Kekerasan seksual merupakan suatu bentuk kejahatan yang  menimbulkan truma fisik, psikis, dan psikologis bagi para korbannya.  Berbagai kekerasan seksual rentan terjadi pada perempuan. Namun,  perempuan yang menjadi korban, seringkali disalahkan akibat adanya  stereotype pakaian yang dikenakan oleh korban. Pada faktanya kekerasan  seksual tidak pandang bulu, dapat terjadi kepada siapapun, dari segala usia,  pakaian yang dikenakan, kalangan, tingkat pendidikan, latar belakang, baik  di desa maupun di kota. Bahkan, lebih gilanya lagi, pelaku kekerasan  seksual tidak malu melakukan hal bejatnya di ruang publik, yang dilakukan  oleh orang terdekat maupun orang asing, Fahham et al., 2019. 

Kita tentu tidak lupa saat isu yang menjadi sorotan tajam pada masa  reformasi, yang menggempurkan masyarakat dunia akibat adanya kasus  pemerkosaan massal pada tahun 1998, yang menjadi cikal bakal  terbentuknya Komnas Perempuan, begitu ucap Syaifudin, 2019. Namun,  terbentuknya Komnas Perempuan tidak menghentikan kejahatan seksual  berkembang. Ditambah lagi dengan adanya kemajuan teknologi,  penggunaan akses internet, dan berbagai aplikasi serta media sosial.  Seksualitas tidak lagi menjadi hal tabu pada era digital. Hal ini karena  mereka dapat dengan mudah mengakses melalui media sosial berbasis  aplikasi maupun website. Tentu aplikasi dan website inilah, yang  memudahkan kejahatan seksual mudah terjadi di lingkungan masyaraat. Terlepas dari kemajuan teknologi, hal tersebut justru mengkontruksi  kecanduan terhadap sesuatu berbau pornografi yang kemudian menjadi  pornoaksi dan melahirkan kekerasan seksual, Susetyo et al.,2021. Misalnya  saja kasus yang sedang hangat di beritakan pada siaran televisi (15/4/2022),  dimana seorang kakek berumur 64 tahun di Berau Kalimantan Timur,  mencabuli dua orang kakak beradik berumur 5 tahun, akibat terpengaruh  film porno yang dia tonton, contoh kedua yang terjadi pada tahun 2014, terjadi pada seorang nenek berusia 59 tahun di Kecamatan Leuwisari,  Kabupaten Tasikmalaya yang dicabuli seorang remaja berusia 19 tahun.
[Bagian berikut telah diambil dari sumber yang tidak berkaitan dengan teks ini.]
#[cfg(test)]
#[allow(clippy::unwrap_used, clippy::expect_used)]
mod tests {
    use super::*;
    use crate::stream::reassemble;
    use wiremock::matchers::{body_partial_json, header, method, path};
    use wiremock::{Mock, MockServer, ResponseTemplate};

    fn backend(server: &MockServer, stream: bool) -> OpenAiBackend {
        let mut cfg = ModelConfig::new(LlmProvider::OpenAi, "gpt-test");
        cfg.api_key = "sk-test".into();
        cfg.api_base_url = Some(server.uri());
        cfg.stream = stream;
        OpenAiBackend::new(cfg).unwrap()
    }

    fn request(tools: Vec<ToolDescriptor>) -> CompletionRequest {
        CompletionRequest {
            system: Some("be brief".into()),
            messages: vec![Message::user("hi")],
            max_tokens: 64,
            temperature: 0.1,
            tools,
        }
    }

    fn tool_response() -> Value {
        json!({
            "choices": [{
                "message": {
                    "content": "Let me look.",
                    "tool_calls": [
                        {"id": "c1", "type": "function",
                         "function": {"name": "file_io", "arguments": "{\"operation\":\"list\"}"}},
                        {"id": "c2", "type": "function",
                         "function": {"name": "http_fetch", "arguments": "{\"url\":\"https://x.test\"}"}}
                    ]
                },
                "finish_reason": "tool_calls"
            }],
            "usage": {"prompt_tokens": 12, "completion_tokens": 7}
        })
    }

    fn tool_stream_chunks() -> Vec<Value> {
        vec![
            json!({"choices": [{"delta": {"content": "Let me "}}]}),
            json!({"choices": [{"delta": {"content": "look."}}]}),
            json!({"choices": [{"delta": {"tool_calls": [
                {"index": 0, "id": "c1", "function": {"name": "file_io", "arguments": "{\"opera"}}
            ]}}]}),
            json!({"choices": [{"delta": {"tool_calls": [
                {"index": 1, "id": "c2", "function": {"name": "http_fetch", "arguments": ""}}
            ]}}]}),
            json!({"choices": [{"delta": {"tool_calls": [
                {"index": 0, "function": {"arguments": "tion\":\"list\"}"}}
            ]}}]}),
            json!({"choices": [{"delta": {"tool_calls": [
                {"index": 1, "function": {"arguments": "{\"url\":\"https://x.test\"}"}}
            ]}}]}),
            json!({"choices": [{"delta": {}, "finish_reason": "tool_calls"}]}),
            json!({"choices": [], "usage": {"prompt_tokens": 12, "completion_tokens": 7}}),
        ]
    }

    #[test]
    fn test_build_messages_tool_round() {
        let msgs = vec![
            Message::user("list files"),
            Message::assistant_with_tools(
                "",
                vec![ToolCall::new("c1", "file_io", json!({"operation": "list"}))],
            ),
            Message::tool_result("c1", "[FILE] a.txt", false),
        ];
        let api = build_messages(Some("sys"), &msgs);
        assert_eq!(api.len(), 4);
        assert_eq!(api[0]["role"], "system");
        assert!(api[2]["content"].is_null());
        assert_eq!(api[2]["tool_calls"][0]["function"]["name"], "file_io");
        assert_eq!(
            api[2]["tool_calls"][0]["function"]["arguments"],
            "{\"operation\":\"list\"}"
        );
        assert_eq!(api[3]["role"], "tool");
        assert_eq!(api[3]["tool_call_id"], "c1");
    }

    #[test]
    fn test_parse_text_response() {
        let body = json!({
            "choices": [{"message": {"content": "Hello!"}, "finish_reason": "stop"}],
            "usage": {"prompt_tokens": 3, "completion_tokens": 2}
        });
        let c = parse_openai_response(&body).unwrap();
        assert_eq!(c.text, "Hello!");
        assert_eq!(c.stop_reason, StopReason::EndTurn);
        assert_eq!(c.usage.total(), 5);
    }

    #[test]
    fn test_parse_missing_choices_is_error() {
        assert!(parse_openai_response(&json!({"error": "x"})).is_err());
    }

    #[test]
    fn test_stream_reassembly_matches_non_streamed() {
        let direct = parse_openai_response(&tool_response()).unwrap();
        let streamed = reassemble(tool_stream_chunks().iter().flat_map(chunk_events));
        assert_eq!(streamed, direct);
        assert_eq!(direct.tool_calls.len(), 2);
        assert_eq!(direct.tool_calls[0].arguments, json!({"operation": "list"}));
    }

    #[tokio::test]
    async fn test_complete_over_http() {
        let server = MockServer::start().await;
        Mock::given(method("POST"))
            .and(path("/v1/chat/completions"))
            .and(header("Authorization", "Bearer sk-test"))
            .and(body_partial_json(json!({"model": "gpt-test", "max_tokens": 64})))
            .respond_with(ResponseTemplate::new(200).set_body_json(tool_response()))
            .mount(&server)
            .await;

        let c = backend(&server, false)
            .complete(&request(vec![]))
            .await
            .unwrap();
        assert_eq!(c.text, "Let me look.");
        assert_eq!(c.tool_calls[1].name, "http_fetch");
    }

    #[tokio::test]
    async fn test_complete_streamed_over_http() {
        let server = MockServer::start().await;
        let mut sse = String::new();
        for chunk in tool_stream_chunks() {
            sse.push_str(&format!("data: {chunk}\n\n"));
        }
        sse.push_str("data: [DONE]\n\n");
        Mock::given(method("POST"))
            .and(path("/v1/chat/completions"))
            .and(body_partial_json(json!({"stream": true})))
            .respond_with(
                ResponseTemplate::new(200)
                    .insert_header("content-type", "text/event-stream")
                    .set_body_string(sse),
            )
            .mount(&server)
            .await;

        let c = backend(&server, true)
            .complete(&request(vec![]))
            .await
            .unwrap();
        assert_eq!(c, parse_openai_response(&tool_response()).unwrap());
    }

    #[tokio::test]
    async fn test_rejected_stream_options_resent_without_them() {
        let server = MockServer::start().await;
        Mock::given(method("POST"))
            .and(body_partial_json(json!({"stream_options": {"include_usage": true}})))
            .respond_with(
                ResponseTemplate::new(400)
                    .set_body_string("{\"error\":\"Unrecognized request argument: stream_options\"}"),
            )
            .mount(&server)
            .await;
        let chunk = json!({"choices": [{"delta": {"content": "plain"}, "finish_reason": "stop"}]});
        let sse = format!("data: {chunk}\n\ndata: [DONE]\n\n");
        Mock::given(method("POST"))
            .and(body_partial_json(json!({"stream": true})))
            .respond_with(
                ResponseTemplate::new(200)
                    .insert_header("content-type", "text/event-stream")
                    .set_body_string(sse),
            )
            .mount(&server)
            .await;

        let c = backend(&server, true)
            .complete(&request(vec![]))
            .await
            .unwrap();
        assert_eq!(c.text, "plain");
        assert_eq!(c.usage.total(), 0);

        let received = server.received_requests().await.unwrap();
        assert_eq!(received.len(), 2);
        let resent: Value = serde_json::from_slice(&received[1].body).unwrap();
        assert!(resent.get("stream_options").is_none());
        assert_eq!(resent["stream"], true);
    }

    #[tokio::test]
    async fn test_other_bad_requests_are_not_resent() {
        let server = MockServer::start().await;
        Mock::given(method("POST"))
            .respond_with(ResponseTemplate::new(400).set_body_string("context length exceeded"))
            .mount(&server)
            .await;

        let err = backend(&server, true)
            .complete(&request(vec![]))
            .await
            .unwrap_err();
        assert!(matches!(err, SwarmError::Api { status: 400, .. }));
        assert_eq!(server.received_requests().await.unwrap().len(), 1);
    }

    #[tokio::test]
    async fn test_status_maps_to_api_error_with_retry_after() {
        let server = MockServer::start().await;
        Mock::given(method("POST"))
            .respond_with(
                ResponseTemplate::new(429)
                    .insert_header("retry-after", "2")
                    .set_body_string("rate limited"),
            )
            .mount(&server)
            .await;

        let err = backend(&server, false)
            .complete(&request(vec![]))
            .await
            .unwrap_err();
        match err {
            SwarmError::Api {
                status,
                message,
                retry_after,
            } => {
                assert_eq!(status, 429);
                assert_eq!(message, "rate limited");
                assert_eq!(retry_after, Some(std::time::Duration::from_secs(2)));
            }
            other => panic!("unexpected error: {other}"),
        }
    }

    #[tokio::test]
    async fn test_tools_sent_in_function_format() {
        let server = MockServer::start().await;
        Mock::given(method("POST"))
            .and(body_partial_json(json!({
                "tools": [{"type": "function", "function": {"name": "echo"}}]
            })))
            .respond_with(ResponseTemplate::new(200).set_body_json(json!({
                "choices": [{"message": {"content": "ok"}, "finish_reason": "stop"}]
            })))
            .mount(&server)
            .await;

        let tool = ToolDescriptor {
            name: "echo".into(),
            description: "Echo input".into(),
            parameters_schema: json!({"type": "object"}),
        };
        let c = backend(&server, false)
            .complete(&request(vec![tool]))
            .await
            .unwrap();
        assert_eq!(c.text, "ok");
    }
}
Tentunya, masih banyak sekali kasus-kasus pencabulan yang lantas menjadi  kekerasan seksual. 

Kekerasan seksual pada era digital, tidak hanya dalam bentuk fisik,  dengan berbagai kemajuan tenologi berbasis internet, kejahatan seksual  tidak lagi dalam bentuk konvensional. Karena kekerasan seksual di dunia  maya justru memberikan ruang yang lebih leluasa dan tidak terbatas waktu.  Bentuk kekerasan seksual yang dibalut dengan kemajuan teknologi dan  termanifestasikan dalam bahasa komunikasi pada interaksi sosial. Bentuk  kekerasan seksual dalam bentuk digital disebut sexting. Menurut Judith  Davidson dalam bukunya Sexting Gender and Teens (2014), menjelaskan  bahwa sexting merupakan suatu atifitas mengirim gambar, video atau audio yang dapat disertai teks melalui produk teknologi digital dan terhubung  dengan jaringan internet. Saat ini, sedang marak juga kejahatan seksual  melalui sebuah aplikasi game, dimana pelaku mengiming-imingi imbalan  kepada korban agar mau mengirim foto telanjang. Ironinya, semakin tahun  kasus kekerasan seksual semakin meningkat, pada tahun 2021 menunjukkan  bahwa sepanjang tahun 2020 terdapat kasus pelaporan sebanyak 1.178, itu  bukan angka yang sedikit untuk tindak kriminal kekerasan seksual. Untuk  itu, kekerasan seksual akan terus meningkat apabila tidak ada kesadaran  dalam memanfaatkan keberagaman dan kemajuan teknologi dengan sehat  dan bijak. Sebab, kendali seksual ada pada diri setiap individu, begitupula  kendali atas penggunaan teknologi. Kekerasan seksual yang terjadi, harus  diperangi karena hal tersebut sangat meresahkan bagi kehidupan sosial  masyarakat. Dengan disahkannya RUU tindak pidana kekerasan seksual  menjadi UU kekerasan seksual, diharapkan dapat mengadili kasus kekerasan  seksual dengan tegas dan adil. Pengesahan tersebut dihasilkan dari sidang  Paripurna oleh DPR (12/4/2022), ini adalah buah perjuangan 10 tahun atas  hak-hak perempuan. Untuk itu, semestinya negara tidak hanya melahirkan  kebijakan baru, tetapi harus bisa berkomitmen dan menerapkannya dengan  serius. Jangan sampai kebijakan yang dibuat hanya gagah dalam wacana dan lesu di realita, sehingga kekerasan seksual masih tumbuh subur di negeri  tercinta.